This paper, authored by Dr. T. Scott Thompson, explores new requirements found in the Patient Protection and Affordable Care Act (PACA) that impact health plans offering benefits for emergency services, and provides an economic analysis of the likely consequences of the new provisions and rules.
The PACA provisions, along with the corresponding sections of the Interim Final Rules (IFR), prohibit the use of preauthorization requirements, regulate cost-sharing provisions for out-of-network emergency care, and establish minimum health plan reimbursement levels to providers for out-of-network emergency care. In his paper, Dr. Thompson concludes that these new provisions may fall short of the goal of protecting patients from high costs for emergency care and may also reduce emergency providers’ incentives to join health plan provider networks. Specifically, the paper draws four conclusions about the consequences of the new PACA and IFR provisions:
- Neither PACA nor the corresponding IFR offer meaningful patient protections against balance billing by out-of-network emergency service providers.

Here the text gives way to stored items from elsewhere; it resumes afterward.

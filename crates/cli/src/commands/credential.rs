use std::sync::Arc;
use std::time::Duration;

use anyhow::{bail, Context, Result};
use chrono::Utc;
use secrecy::SecretString;

use crate::commands::CommandResult;
use crate::CredentialCommand;
use pulsedesk_agent::validate::{HttpKeyValidator, KeyCheck, KeyValidator};
use pulsedesk_core::config::{AppConfig, LoadOptions};
use pulsedesk_core::domain::credential::{CredentialStatus, ProviderCredential, ProviderKind};
use pulsedesk_core::domain::tenant::TenantId;
use pulsedesk_core::vault::CredentialVault;
use pulsedesk_db::repositories::{CredentialRepository, SqlCredentialRepository};
use pulsedesk_db::{connect_with_settings, migrations, DbPool};

pub fn run(command: CredentialCommand) -> CommandResult {
    let config = match AppConfig::load(LoadOptions::default()) {
        Ok(config) => config,
        Err(error) => {
            return CommandResult::failure(
                "credential",
                "config_validation",
                format!("configuration issue: {error}"),
                2,
            );
        }
    };

    let runtime = match tokio::runtime::Builder::new_current_thread().enable_all().build() {
        Ok(runtime) => runtime,
        Err(error) => {
            return CommandResult::failure(
                "credential",
                "runtime_init",
                format!("failed to initialize async runtime: {error}"),
                3,
            );
        }
    };

    let result = runtime.block_on(async {
        let pool = connect_with_settings(
            &config.database.url,
            config.database.max_connections,
            config.database.timeout_secs,
        )
        .await
        .context("database connection failed")?;
        migrations::run_pending(&pool).await.context("migrations failed")?;

        let message = match command {
            CredentialCommand::Set { tenant, provider, model, api_key } => {
                set(&config, &pool, &tenant, &provider, &model, api_key).await?
            }
            CredentialCommand::Validate { tenant } => validate(&config, &pool, &tenant).await?,
        };
        pool.close().await;
        Ok::<String, anyhow::Error>(message)
    });

    match result {
        Ok(message) => CommandResult::success("credential", message),
        Err(error) => CommandResult::failure("credential", "credential", format!("{error:#}"), 4),
    }
}

async fn set(
    config: &AppConfig,
    pool: &DbPool,
    tenant: &str,
    provider: &str,
    model: &str,
    api_key: String,
) -> Result<String> {
    let provider = match provider.trim().to_ascii_lowercase().as_str() {
        "openai" => ProviderKind::OpenAi,
        "anthropic" => ProviderKind::Anthropic,
        "gemini" => ProviderKind::Gemini,
        other => bail!("unsupported provider `{other}` (expected openai|anthropic|gemini)"),
    };

    let vault = CredentialVault::new(&config.vault.master_key).context("vault key invalid")?;
    let ciphertext =
        vault.encrypt(&SecretString::from(api_key)).context("encryption failed")?;

    let now = Utc::now();
    let tenant_id = TenantId(tenant.to_string());
    SqlCredentialRepository::new(pool.clone())
        .upsert(ProviderCredential {
            tenant_id,
            provider,
            model_name: model.to_string(),
            api_key_ciphertext: ciphertext,
            status: CredentialStatus::Valid,
            is_active: true,
            last_used_at: None,
            created_at: now,
            updated_at: now,
        })
        .await
        .context("credential store failed")?;

    Ok(format!(
        "stored {} credential for tenant `{tenant}` (model `{model}`); running services must invalidate their resolver cache for this tenant",
        provider.as_str(),
    ))
}

async fn validate(config: &AppConfig, pool: &DbPool, tenant: &str) -> Result<String> {
    let tenant_id = TenantId(tenant.to_string());
    let repository = SqlCredentialRepository::new(pool.clone());

    let Some(credential) = repository
        .find_active(&tenant_id)
        .await
        .context("credential lookup failed")?
    else {
        bail!("tenant `{tenant}` has no active credential to validate");
    };

    let vault = CredentialVault::new(&config.vault.master_key).context("vault key invalid")?;
    let api_key = match vault.decrypt(&credential.api_key_ciphertext) {
        Ok(api_key) => api_key,
        Err(error) => {
            repository
                .mark_invalid(&tenant_id)
                .await
                .context("could not mark credential invalid")?;
            bail!("stored ciphertext failed to decrypt ({error}); credential marked invalid");
        }
    };

    let validator =
        Arc::new(HttpKeyValidator::new(Duration::from_secs(config.agent.validation_timeout_secs))
            .context("http client init failed")?);

    match validator.check(credential.provider, &api_key).await {
        KeyCheck::Valid => Ok(format!(
            "{} key for tenant `{tenant}` validated successfully",
            credential.provider.as_str(),
        )),
        KeyCheck::Unauthorized => {
            repository
                .mark_invalid(&tenant_id)
                .await
                .context("could not mark credential invalid")?;
            bail!("provider rejected the key as unauthorized; credential marked invalid");
        }
        KeyCheck::Indeterminate(detail) => Ok(format!(
            "validation was inconclusive ({detail}); credential status left unchanged",
        )),
    }
}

- The rate regulations in the IFR arbitrarily define “reasonable” reimbursement.
- The rate regulations require calculation of a median in-network rate for each plan; this proposal suffers from numerous conceptual and practical flaws.
- By increasing the profitability of out-of-network emergency service provision relative to in-network provision, the IFR provisions may undermine some emergency service providers’ incentives to participate in health plan networks.